Seguramente el gran gasto físico invertido para minimizar la huella del Madrid en el juego explica el exiguo impacto rematador. Hay que considerar asimismo el desgaste mental que implica tener enfrente a futbolistas capaces de resolver con un detalle. Una posibilidad que se produjo en la única combinación que los de Ancelotti lograron conducir hasta los dominios de Agirrezabala. Mbappé marcó, estaba en posición incorrecta, pero el VAR le dijo a Sánchéz Martínez que valorase un posible penalti previo en la acción, por supuesto derribo de Gorosabel a Rodrygo. Por fortuna, la infracción solo estuvo en la mente de la persona que se entiende trabaja para ayudar al árbitro.
En el intermedio se podía apostar por el 0-0. Uno quería, pero no era incisivo, carecía de punch; el otro, se conformaba con no conceder, supuestamente a la espera de un destello o una contra vertiginosa. Apuntar que la única variación que introdujo Ancelotti en su once inicial desvelaba el tipo de partido que esperaba: prefirió la potencia y envergadura de Tchouameni al ingenio de Brahim. Esto significó un lastre a la hora de intentar transiciones porque el área rojiblanca le quedaba lejísimos al Madrid y sus puntas, huérfanos de suministro, aislados.

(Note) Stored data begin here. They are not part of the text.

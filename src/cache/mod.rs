//! External cache module
//!
//! Optional Redis-backed cache handle used by the forecast endpoint and
//! the health check. The connection is established lazily on first use
//! and reused afterwards. Every cache failure degrades to uncached
//! operation: errors are logged as warnings and never fail a request.

use std::time::Duration;

use redis::aio::ConnectionManager;
use redis::{AsyncCommands, Client};
use tokio::sync::Mutex;

use crate::config::CacheConfig;
use crate::logger;

/// Shared cache handle
///
/// `client` is `None` when no cache URI is configured or the URI failed
/// to parse; all operations are then cheap no-ops.
pub struct ForecastCache {
    client: Option<Client>,
    connection: Mutex<Option<ConnectionManager>>,
    connect_timeout: Duration,
}

impl ForecastCache {
    /// Build a cache handle from configuration without connecting
    pub fn from_config(config: &CacheConfig) -> Self {
        let client = match &config.uri {
            Some(uri) => match Client::open(uri.as_str()) {
                Ok(client) => {
                    logger::log_info(&format!("Cache configured: {uri}"));
                    Some(client)
                }
                Err(e) => {
                    logger::log_warning(&format!("Invalid cache URI, caching disabled: {e}"));
                    None
                }
            },
            None => {
                logger::log_info("No CACHE_URI configured, caching disabled");
                None
            }
        };

        Self {
            client,
            connection: Mutex::new(None),
            connect_timeout: Duration::from_secs(config.connect_timeout),
        }
    }

    /// A handle with caching permanently disabled
    #[cfg(test)]
    pub fn disabled() -> Self {
        Self {
            client: None,
            connection: Mutex::new(None),
            connect_timeout: Duration::from_secs(5),
        }
    }

    /// Whether a cache backend is configured
    pub const fn is_configured(&self) -> bool {
        self.client.is_some()
    }

    /// Get the shared connection, establishing it on first use
    ///
    /// Returns `None` when no cache is configured or the connection
    /// cannot be established within the configured timeout.
    async fn connection(&self) -> Option<ConnectionManager> {
        let client = self.client.as_ref()?;

        let mut guard = self.connection.lock().await;
        if let Some(connection) = guard.as_ref() {
            return Some(connection.clone());
        }

        let connect = ConnectionManager::new(client.clone());
        match tokio::time::timeout(self.connect_timeout, connect).await {
            Ok(Ok(connection)) => {
                logger::log_info("Connected to cache");
                *guard = Some(connection.clone());
                Some(connection)
            }
            Ok(Err(e)) => {
                logger::log_warning(&format!("Cache connection failed: {e}"));
                None
            }
            Err(_) => {
                logger::log_warning(&format!(
                    "Cache connection timed out after {}s",
                    self.connect_timeout.as_secs()
                ));
                None
            }
        }
    }

    /// Read a cached payload, `None` on miss or any cache error
    pub async fn get(&self, key: &str) -> Option<String> {
        let mut connection = self.connection().await?;
        let result: redis::RedisResult<Option<String>> = connection.get(key).await;
        match result {
            Ok(value) => value,
            Err(e) => {
                logger::log_warning(&format!("Cache read error: {e}"));
                None
            }
        }
    }

    /// Store a payload with an expiry; failures are logged and swallowed
    pub async fn put(&self, key: &str, value: &str, ttl_seconds: u64) {
        let Some(mut connection) = self.connection().await else {
            return;
        };
        let result: redis::RedisResult<()> = connection.set_ex(key, value, ttl_seconds).await;
        if let Err(e) = result {
            logger::log_warning(&format!("Cache write error: {e}"));
        }
    }

    /// Ping the cache backend, returning whether it responded
    ///
    /// Returns `true` when no cache is configured: an absent cache is not
    /// a degraded state.
    pub async fn ping(&self) -> bool {
        if !self.is_configured() {
            return true;
        }
        let Some(mut connection) = self.connection().await else {
            return false;
        };
        let result: redis::RedisResult<String> = redis::cmd("PING").query_async(&mut connection).await;
        match result {
            Ok(_) => true,
            Err(e) => {
                logger::log_warning(&format!("Cache ping failed: {e}"));
                false
            }
        }
    }
}

#[cfg(test)]
mod tests {
    use super::*;

    fn cache_config(uri: Option<&str>) -> CacheConfig {
        CacheConfig {
            uri: uri.map(ToString::to_string),
            key: "weatherforecast".to_string(),
            ttl_seconds: 5,
            connect_timeout: 5,
        }
    }

    #[test]
    fn test_unconfigured_cache_is_disabled() {
        let cache = ForecastCache::from_config(&cache_config(None));
        assert!(!cache.is_configured());
    }

    #[test]
    fn test_invalid_uri_disables_caching() {
        let cache = ForecastCache::from_config(&cache_config(Some("not a uri")));
        assert!(!cache.is_configured());
    }

    #[test]
    fn test_valid_uri_is_configured_without_connecting() {
        // Client::open only parses the URI; no server needs to be running
        let cache = ForecastCache::from_config(&cache_config(Some("redis://localhost:6379")));
        assert!(cache.is_configured());
    }

    #[tokio::test]
    async fn test_disabled_cache_get_misses() {
        let cache = ForecastCache::disabled();
        assert_eq!(cache.get("weatherforecast").await, None);
    }

    #[tokio::test]
    async fn test_disabled_cache_put_is_noop() {
        let cache = ForecastCache::disabled();
        cache.put("weatherforecast", "[]", 5).await;
        assert_eq!(cache.get("weatherforecast").await, None);
    }

    #[tokio::test]
    async fn test_disabled_cache_reports_healthy() {
        let cache = ForecastCache::disabled();
        assert!(cache.ping().await);
    }
}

El Athletic regresó del vestuario igual, con la idea del comienzo. Buen síntoma, pero hasta cuándo le duraría el combustible. Adelantarse era una necesidad imperiosa, sin goles el correr del cronómetro solo podía acabar beneficiando al Madrid. Y entonces, Iñaki Williams templó a media altura y cerrado, Sancet a punto estuvo de desviar y su gesto obligó a un palmeo al límite de Courtois, que fue a golpear en el cuerpo de Berenguer, que seguía la jugada y pudo remachar sobre la línea.
En adelante se asistió a otra película: el Madrid se puso las pilas con balón, avanzó líneas y pronto dispuso de un primer remate franco, pero Mbappé apuntó al muñeco. El siguiente acercamiento, una falta, desembocó en penalti: Agirrezabala midió más en la salida y golpeó en la cabeza de Rudiger, cuyo remate repelió el larguero. Nada que objetar a la decisión del juez. El portero se resarció de su mal cálculo adivinando la intención de Mbappé, que puso así otra muesca en su errática trayectoria en el Madrid.
Cierto que el galo pudo redimirse parcialmente con un potente chut, repelido por Agirrezabala y remachado por un atento Bellingham. No duró sino un suspiro la sensación de intranquilidad que trajo la igualada. Bueno sí, porque Rodrygo estuvo en un tris de voltear el partido. Su tiro cruzado fue frenado por el meta y a los segundos Guruzeta puso la sentencia. Ahí cesó la locura, el Athletic se atrincheró en su parcela y el Madrid no tuvo ni fuerzas ni alma para discutir un éxito que acredita la talla del grupo dirigido por Valverde.